Yes, I hope so. We plan to build a coop. Thank you for all your information
 
Here's my 2 cents worth. I would put cardboard around 3 sides of the kennel (or some sort of board). It doesn't have to be the full length, just a few feet down the length. This will help with drafts. I would also line the floor with cardboard and put pine shavings bedding over that (think ease of clean up when they go in the coop). Rosemarythyme gave great advice on the heater plate. Put it on the lowest height for the back 2 legs and 1 adjustment higher on the front 2 legs. You'll probably have to adjust it weekly and won't need it after a month. Make a low roost maybe 6" off the ground out of a 2x3. Pick each chick up daily and check its butt for poop. Gently clean any poop off with a wet paper towel. 10 chicks need plenty of clean water (believe me it can get disgusting quickly). They'll eat more (and waste plenty) than you expect. Keep them on chick starter/grower for 12 weeks or so. The chicks go through alot to travel to the store and then travel to your house. You did what you could and just know it happens. What you have to watch for is bloody diarrhea. If you see any, then treat them all with Corid for coccidiosis (common intestinal parasite). I wouldn't worry too much about the building getting too cold.
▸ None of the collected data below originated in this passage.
use anyhow::{Context, Result};
use clap::{Parser, Subcommand};
use std::path::{Path, PathBuf};

use file_catalog::config::settings::{export_config, import_config};
use file_catalog::config::{AppConfig, ConfigStore};
use file_catalog::core::preview;
use file_catalog::core::{
    CatalogConfig, CatalogEngine, CoreError, FilterMode, SearchEngine, SortMode, TreeGenerator,
    TreeMode,
};
use file_catalog::utils::format::{format_permissions, format_timestamp};

use crate::shell;

/// file-catalog – browse, filter, search and copy local directories
#[derive(Parser, Debug)]
#[command(author, version, about, long_about = None)]
pub struct Cli {
    /// Read and write config.json in DIR instead of the platform config dir
    #[arg(long, value_name = "DIR", global = true)]
    pub config_dir: Option<PathBuf>,

    #[command(subcommand)]
    pub command: Option<CliCommand>,
}

#[derive(Subcommand, Debug)]
pub enum CliCommand {
    /// List a directory, folders first
    Ls {
        #[arg(value_name = "DIR")]
        dir: Option<PathBuf>,
        /// All Files, Images, Text Files or Code Files
        #[arg(long, short)]
        filter: Option<FilterMode>,
        /// e.g. nameAsc, sizeDesc, dateDesc, type
        #[arg(long, short)]
        sort: Option<SortMode>,
        /// Show permissions, size and modification time
        #[arg(long, short)]
        long: bool,
    },
    /// Search entry names below a directory (case-insensitive)
    Find {
        query: String,
        #[arg(long, value_name = "DIR", default_value = ".")]
        root: PathBuf,
    },
    /// Print a directory tree
    Tree {
        #[arg(value_name = "DIR", default_value = ".")]
        dir: PathBuf,
        /// all, folders or files
        #[arg(long, short, default_value_t = TreeMode::All)]
        mode: TreeMode,
    },
    /// Show metadata and a preview for one item
    Info { path: PathBuf },
    /// Export or import settings
    Config {
        #[command(subcommand)]
        action: ConfigAction,
    },
    /// Interactive browser session (the default)
    Shell {
        #[arg(value_name = "DIR")]
        dir: Option<PathBuf>,
    },
}

#[derive(Subcommand, Debug)]
pub enum ConfigAction {
    /// Write the current settings to FILE
    Export {
        #[arg(value_name = "FILE")]
        file: PathBuf,
    },
    /// Replace the stored settings with the ones in FILE
    Import {
        #[arg(value_name = "FILE")]
        file: PathBuf,
    },
}

impl Cli {
    pub fn config_store(&self) -> ConfigStore {
        match &self.config_dir {
            Some(dir) => ConfigStore::Directory(dir.clone()),
            None => ConfigStore::Platform,
        }
    }
}

pub async fn run(command: Option<CliCommand>, config: AppConfig, store: ConfigStore) -> Result<()> {
    match command.unwrap_or(CliCommand::Shell { dir: None }) {
        CliCommand::Ls {
            dir,
            filter,
            sort,
            long,
        } => list(dir, filter, sort, long, &config),
        CliCommand::Find { query, root } => find(&root, &query),
        CliCommand::Tree { dir, mode } => {
            let tree = TreeGenerator::render(&dir, mode)
                .with_context(|| format!("Could not render tree for {}", dir.display()))?;
            print!("{}", tree);
            Ok(())
        }
        CliCommand::Info { path } => {
            let info = preview::inspect(&path, config.preview_limits())
                .with_context(|| format!("Could not inspect {}", path.display()))?;
            println!("{}\n", info.metadata.summary());
            println!("{}", info.preview);
            Ok(())
        }
        CliCommand::Config { action } => configure(action, &config, &store),
        CliCommand::Shell { dir } => {
            let mut config = config;
            if let Some(dir) = dir {
                config.last_directory = Some(std::fs::canonicalize(&dir).unwrap_or(dir));
            }
            shell::run(config, store).await
        }
    }
}

fn list(
    dir: Option<PathBuf>,
    filter: Option<FilterMode>,
    sort: Option<SortMode>,
    long: bool,
    config: &AppConfig,
) -> Result<()> {
    let dir = dir.unwrap_or_else(|| config.start_directory());
    let defaults = config.catalog_config();
    let catalog = CatalogConfig {
        filter: filter.unwrap_or(defaults.filter),
        sort: sort.unwrap_or(defaults.sort),
        ..defaults
    };

    let view = CatalogEngine::build(&dir, &catalog)
        .with_context(|| format!("Could not list {}", dir.display()))?;
    for entry in &view.entries {
        if long {
            let permissions = entry
                .permissions
                .known()
                .map(|mode| format_permissions(*mode))
                .unwrap_or_else(|| "---".to_string());
            println!(
                "{:>4} {:>12} {:<19} {}",
                permissions,
                entry.size_display,
                entry
                    .modified
                    .known()
                    .map(format_timestamp)
                    .unwrap_or_else(|| "N/A".to_string()),
                entry.display_name()
            );
        } else {
            println!("{}", entry.display_name());
        }
        if let Some(error) = &entry.error {
            eprintln!("  {}", error);
        }
    }
    eprintln!(
        "{} items. Filter: {}. Sorted by {}.",
        view.len(),
        catalog.filter,
        catalog.sort
    );
    Ok(())
}

fn find(root: &Path, query: &str) -> Result<()> {
    match SearchEngine::search(root, query) {
        Ok(matches) if matches.is_empty() => {
            eprintln!("No items found for '{}'.", query.trim());
            Ok(())
        }
        Ok(matches) => {
            for found in &matches {
                println!("{}", found.display_name);
            }
            eprintln!("Found {} items.", matches.len());
            Ok(())
        }
        Err(CoreError::NoQuery) => anyhow::bail!("Search query must not be blank"),
        Err(e) => Err(e.into()),
    }
}

fn configure(action: ConfigAction, config: &AppConfig, store: &ConfigStore) -> Result<()> {
    match action {
        ConfigAction::Export { file } => {
            export_config(config, &file)?;
            eprintln!("Exported settings to {}", file.display());
        }
        ConfigAction::Import { file } => {
            let imported = import_config(&file)?;
            store.save(&imported)?;
            eprintln!("Imported settings from {}", file.display());
        }
    }
    Ok(())
}

#[cfg(test)]
mod tests {
    use super::*;

    #[test]
    fn config_export_then_import_round_trips_through_store() {
        let dir = tempfile::tempdir().unwrap();
        let store = ConfigStore::Directory(dir.path().join("store"));
        let file = dir.path().join("settings.json");

        let mut config = AppConfig::default();
        config.default_sort = SortMode::DateDesc;
        configure(ConfigAction::Export { file: file.clone() }, &config, &store).unwrap();

        configure(ConfigAction::Import { file }, &AppConfig::default(), &store).unwrap();
        assert_eq!(store.load().unwrap(), config);
    }

    #[test]
    fn config_import_rejects_non_object() {
        let dir = tempfile::tempdir().unwrap();
        let store = ConfigStore::Directory(dir.path().to_path_buf());
        let file = dir.path().join("bad.json");
        std::fs::write(&file, "[]").unwrap();

        assert!(configure(ConfigAction::Import { file }, &AppConfig::default(), &store).is_err());
        assert!(!dir.path().join("config.json").exists());
    }

    #[test]
    fn parses_config_subcommand() {
        let cli = Cli::parse_from(["file-catalog", "config", "import", "saved.json"]);
        assert!(matches!(
            cli.command,
            Some(CliCommand::Config {
                action: ConfigAction::Import { .. }
            })
        ));
    }
}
I also wouldn't worry about the 1 week age difference. I raised chicks in a plastic doggy play pen in the garage all winter because I didn't have a coop built. I only had them in a plastic tote box for the first week until I set up the play pen. Get some chicken wire to cover the top or they will fly out.
When you build your coop, keep these things in mind:
1) 2-3 nesting boxes will be enough and have them open from the side rather than the top. This way they are more weather proof. Be able to access them from outside the coop and run because sometimes you just don't want to go in!
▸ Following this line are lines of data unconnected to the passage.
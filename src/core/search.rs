//! Recursive name search below a scan root.

use super::error::{CoreError, CoreResult};
use super::metadata::EntryKind;
use serde::{Deserialize, Serialize};
use std::path::{Path, PathBuf};
use walkdir::WalkDir;

/// One hit of a recursive search.
#[derive(Debug, Clone, PartialEq, Eq, Serialize, Deserialize)]
pub struct SearchMatch {
    /// Path relative to the scan root; directories end with `/`.
    pub display_name: String,
    pub path: PathBuf,
    pub kind: EntryKind,
}

/// A utility struct for searching a directory subtree by name.
///
/// This struct is stateless and provides methods as associated functions.
pub struct SearchEngine;

impl SearchEngine {
    /// Walks `root` and returns every entry whose base name contains `query`,
    /// ignoring case.
    ///
    /// A blank query yields `Err(CoreError::NoQuery)`, which callers must keep
    /// apart from `Ok(vec![])` (a query with no hits). Unreadable
    /// subdirectories are skipped. The result is fully materialized and sorted
    /// directories first, then by case-insensitive relative name.
    pub fn search(root: &Path, query: &str) -> CoreResult<Vec<SearchMatch>> {
        let query = query.trim();
        if query.is_empty() {
            return Err(CoreError::NoQuery);
        }
        std::fs::metadata(root).map_err(CoreError::io_at(root))?;

        let query_lower = query.to_lowercase();
        let mut matches = Vec::new();
        let mut skipped = 0usize;

        for entry in WalkDir::new(root).min_depth(1).follow_links(false) {
            let entry = match entry {
                Ok(entry) => entry,
                Err(e) => {
                    // walkdir keeps going after an unreadable directory; only its subtree is lost.
                    skipped += 1;
                    tracing::warn!("Skipping {:?} during search: {}", e.path(), e);
                    continue;
                }
            };

            let name = entry.file_name().to_string_lossy();
            if !Self::matches_query(&name, &query_lower) {
                continue;
            }

            let kind = if entry.file_type().is_dir() || entry.path().is_dir() {
                EntryKind::Directory
            } else {
                EntryKind::File
            };
            let relative = entry
                .path()
                .strip_prefix(root)
                .unwrap_or(entry.path())
                .to_string_lossy()
                .into_owned();
            let display_name = match kind {
                EntryKind::Directory => format!("{}/", relative),
                EntryKind::File => relative,
            };

            matches.push(SearchMatch {
                display_name,
                path: entry.into_path(),
                kind,
            });
        }

        Self::sort_matches(&mut matches);
        tracing::info!(
            "Search for '{}' in {:?}: {} matches, {} unreadable entries skipped",
            query,
            root,
            matches.len(),
            skipped
        );
        Ok(matches)
    }

    /// Checks if a base name contains the already lower-cased query.
    pub fn matches_query(name: &str, query_lower: &str) -> bool {
        name.to_lowercase().contains(query_lower)
    }

    fn sort_matches(matches: &mut [SearchMatch]) {
        matches.sort_by(|a, b| {
            b.kind
                .is_dir()
                .cmp(&a.kind.is_dir())
                .then_with(|| {
                    a.display_name
                        .to_lowercase()
                        .cmp(&b.display_name.to_lowercase())
                })
                .then_with(|| a.display_name.cmp(&b.display_name))
        });
    }
}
2) Use 4"x4" posts to raise at least part of the coop off the ground 2' (I didn't bury the posts but just set them on the ground). This keeps mice/rats from nesting under the coop. The chickens can use the space underneath as part of their run.
3) Build the coop big enough for 20 chickens, giving each chicken 4 SF of space inside and 15 SF of space in the run. This helps prevent fighting.
4) Have storage space for food and bedding right by the coop.
5) Make sure one end has full sized doors so you can easily rake out the soiled bedding.
6) Have more ventilation than you think you need (1SF per bird near the roofline over their roosting head height).
7) Predator proof every inch even if you don't think you have predators. In my chicken yard I used baseball netting to cover the top, but I also have a chicken tunnel and a chicken run.
8) For your 10 chickens, you'll need at least 10' of roost (a 2x4 works well), but 15' would be better. Keep them at least 15" away from walls and higher than nesting boxes.
9) In the summer freeze 1/2 gal jugs of water to put in their waterer (I use a Rubbermaid 13 gal trash can with drink cups attached) to keep the water cool. In the winter (depending on where you live), you'll need a heated waterer.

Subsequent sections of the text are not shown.